→ **What needs to be done**:
Where "ArgType" occurs in a line of the entries below, copy that line.

→ **The data**:
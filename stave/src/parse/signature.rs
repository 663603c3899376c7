//! Translates a `syn::Signature` into a [`TargetSig`], enforcing the Target
//! grammar (spec.md §3): argument types restricted to the primitive set
//! (plus a variadic tail), return arity ≤ 1 of type `error` only.

use syn::{FnArg, GenericArgument, PathArguments, ReturnType, Type};

use super::model::{ArgType, SigKind, TargetSig};

/// Parse `sig` into a [`TargetSig`], or `Err(message)` describing why it
/// doesn't fit the Target grammar (surfaced as a `ParseError`, spec.md §7).
pub fn signature_to_targetsig(sig: &syn::Signature) -> Result<TargetSig, String> {
    let mut inputs = sig.inputs.iter();

    // Receivers (`self`/`&self`) are consumed transparently: namespace
    // methods may declare one since the marker type is constructible as a
    // unit-struct value, but it carries no argument identity of its own.
    // Rust requires `self` to be the first parameter when present, so it's
    // stripped before looking for a leading context parameter.
    if matches!(inputs.clone().next(), Some(FnArg::Receiver(_))) {
        inputs.next();
    }

    let mut takes_ctx = false;
    if let Some(FnArg::Typed(pat)) = inputs.clone().next() {
        if is_cancellation_token(&pat.ty) {
            takes_ctx = true;
            inputs.next();
        }
    }

    let params: Vec<&FnArg> = inputs.collect();
    let mut args = Vec::new();
    let mut variadic = None;

    for (idx, param) in params.iter().enumerate() {
        let FnArg::Typed(pat) = param else {
            return Err("target arguments must not be additional `self` receivers".to_string());
        };
        let is_last = idx + 1 == params.len();
        if is_last {
            if let Some(elem) = variadic_elem_type(&pat.ty) {
                let Some(arg_type) = classify_primitive(elem) else {
                    return Err(format!(
                        "unsupported variadic argument type in target signature: {}",
                        type_to_string(elem)
                    ));
                };
                variadic = Some(arg_type);
                continue;
            }
        }
        let Some(arg_type) = classify_primitive(&pat.ty) else {
            return Err(format!(
                "unsupported argument type in target signature: {}",
                type_to_string(&pat.ty)
            ));
        };
        args.push(arg_type);
    }

    let fallible = match &sig.output {
        ReturnType::Default => false,
        ReturnType::Type(_, ty) => {
            if !is_fatal_result(ty) {
                return Err(format!(
                    "targets may only return `()` or `Result<(), FatalError>`, found {}",
                    type_to_string(ty)
                ));
            }
            true
        }
    };

    // `stave_runtime::bind` binds arguments through fixed-arity tuple impls
    // (spec.md §9 "Reflection for argument coercion": arg lists are encoded
    // as a closed tagged set, generated per-target in the mainfile rather
    // than carried as reflection data), capped at four slots including a
    // variadic tail.
    if args.len() + variadic.is_some() as usize > 4 {
        return Err(format!(
            "targets support at most 4 arguments (including a variadic tail), found {}",
            args.len() + variadic.is_some() as usize
        ));
    }

    let kind = match (takes_ctx, fallible) {
        (false, false) => SigKind::Bare,
        (false, true) => SigKind::Err,
        (true, false) => SigKind::Ctx,
        (true, true) => SigKind::CtxErr,
    };

    Ok(TargetSig {
        kind,
        args,
        variadic,
        is_async: sig.asyncness.is_some(),
    })
}

fn last_segment_ident(ty: &Type) -> Option<&syn::Ident> {
    match ty {
        Type::Path(p) => p.path.segments.last().map(|seg| &seg.ident),
        _ => None,
    }
}

fn is_cancellation_token(ty: &Type) -> bool {
    last_segment_ident(ty).is_some_and(|ident| ident == "CancellationToken")
}

/// Whether `ty` is `Result<(), X>` for some error type `X` (the only return
/// arity/type the Target grammar permits besides no return at all).
fn is_fatal_result(ty: &Type) -> bool {
    let Type::Path(p) = ty else { return false };
    let Some(seg) = p.path.segments.last() else { return false };
    if seg.ident != "Result" {
        return false;
    }
    let PathArguments::AngleBracketed(generics) = &seg.arguments else {
        return false;
    };
    matches!(
        generics.args.first(),
        Some(GenericArgument::Type(Type::Tuple(t))) if t.elems.is_empty()
    )
}

/// If `ty` is `Vec<T>` or `&[T]`, the element type `T`; used to detect a
/// variadic trailing parameter.
fn variadic_elem_type(ty: &Type) -> Option<&Type> {
    match ty {
        Type::Path(p) => {
            let seg = p.path.segments.last()?;
            if seg.ident != "Vec" {
                return None;
            }
            let PathArguments::AngleBracketed(generics) = &seg.arguments else { return None };
            match generics.args.first()? {
                GenericArgument::Type(t) => Some(t),
                _ => None,
            }
        }
        Type::Reference(r) => match &*r.elem {
            Type::Slice(s) => Some(&s.elem),
            _ => None,
        },
        _ => None,
    }
}

fn classify_primitive(ty: &Type) -> Option<ArgType> {
    match ty {
        Type::Reference(r) => classify_primitive(&r.elem),
        Type::Path(p) => {
            let ident = p.path.segments.last()?.ident.to_string();
            match ident.as_str() {
                "String" | "str" => Some(ArgType::Str),
                "i8" | "i16" | "i32" | "i64" | "isize" | "u8" | "u16" | "u32" | "u64" | "usize" => {
                    Some(ArgType::Int)
                }
                "f32" | "f64" => Some(ArgType::Float),
                "bool" => Some(ArgType::Bool),
                "Duration" => Some(ArgType::Duration),
                _ => None,
            }
        }
        _ => None,
    }
}

fn type_to_string(ty: &Type) -> String {
    quote::quote!(#ty).to_string()
}

#[cfg(test)]
mod tests {
    use super::*;
    use syn::parse_quote;

    #[test]
    fn bare_no_args() {
        let sig: syn::Signature = parse_quote!(fn build());
        let out = signature_to_targetsig(&sig).unwrap();
        assert_eq!(out.kind, SigKind::Bare);
        assert!(out.args.is_empty());
    }

    #[test]
    fn err_with_primitive_args() {
        let sig: syn::Signature =
            parse_quote!(fn build(release: bool, count: i64) -> Result<(), stave_runtime::FatalError>);
        let out = signature_to_targetsig(&sig).unwrap();
        assert_eq!(out.kind, SigKind::Err);
        assert_eq!(out.args, vec![ArgType::Bool, ArgType::Int]);
    }

    #[test]
    fn ctx_signature_strips_leading_token_param() {
        let sig: syn::Signature =
            parse_quote!(fn watch_build(ctx: tokio_util::sync::CancellationToken, name: String));
        let out = signature_to_targetsig(&sig).unwrap();
        assert_eq!(out.kind, SigKind::Ctx);
        assert_eq!(out.args, vec![ArgType::Str]);
    }

    #[test]
    fn ctx_err_signature() {
        let sig: syn::Signature = parse_quote!(
            fn deploy(ctx: CancellationToken, env: String) -> Result<(), stave_runtime::FatalError>
        );
        let out = signature_to_targetsig(&sig).unwrap();
        assert_eq!(out.kind, SigKind::CtxErr);
    }

    #[test]
    fn variadic_tail_of_primitives() {
        let sig: syn::Signature = parse_quote!(fn tag(names: Vec<String>));
        let out = signature_to_targetsig(&sig).unwrap();
        assert!(out.args.is_empty());
        assert_eq!(out.variadic, Some(ArgType::Str));
    }

    #[test]
    fn rejects_unsupported_argument_type() {
        let sig: syn::Signature = parse_quote!(fn build(opts: std::collections::HashMap<String, String>));
        assert!(signature_to_targetsig(&sig).is_err());
    }

    #[test]
    fn rejects_unsupported_return_type() {
        let sig: syn::Signature = parse_quote!(fn build() -> i32);
        assert!(signature_to_targetsig(&sig).is_err());
    }

    #[test]
    fn method_with_self_receiver_is_supported() {
        let sig: syn::Signature = parse_quote!(fn build(&self, release: bool));
        let out = signature_to_targetsig(&sig).unwrap();
        assert_eq!(out.kind, SigKind::Bare);
        assert_eq!(out.args, vec![ArgType::Bool]);
    }
}
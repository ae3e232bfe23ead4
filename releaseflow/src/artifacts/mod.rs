//! Artifact store client.
//!
//! The artifact store holds opaque named blobs uploaded by upstream workflow
//! runs. The client is a leaf: it never retries, it only reports classified
//! errors.

#[cfg(feature = "http")]
mod http;

#[cfg(feature = "http")]
pub use http::HttpArtifactStore;

use async_trait::async_trait;

use crate::core::ArtifactRef;
use crate::errors::ArtifactStoreError;

/// Access to the blobs attached to workflow runs.
#[async_trait]
pub trait ArtifactStore: Send + Sync {
    /// Lists the artifacts attached to `run_id`.
    async fn list(&self, run_id: u64) -> Result<Vec<ArtifactRef>, ArtifactStoreError>;

    /// Downloads the content of `artifact`.
    async fn download(&self, artifact: &ArtifactRef) -> Result<Vec<u8>, ArtifactStoreError>;

    /// Attaches a blob named `name` to `run_id`.
    async fn upload(
        &self,
        run_id: u64,
        name: &str,
        content: Vec<u8>,
    ) -> Result<ArtifactRef, ArtifactStoreError>;
}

→ **Solved problem**:
use super::model::{ArgType, SigKind, TargetSig};
fn classify_primitive(ty: &Type) -> Option<ArgType> {
                "String" | "str" => Some(ArgType::Str),
                    Some(ArgType::Int)
                "f32" | "f64" => Some(ArgType::Float),
                "bool" => Some(ArgType::Bool),
                "Duration" => Some(ArgType::Duration),
        assert_eq!(out.args, vec![ArgType::Bool, ArgType::Int]);
        assert_eq!(out.args, vec![ArgType::Str]);
        assert_eq!(out.variadic, Some(ArgType::Str));
        assert_eq!(out.args, vec![ArgType::Bool]);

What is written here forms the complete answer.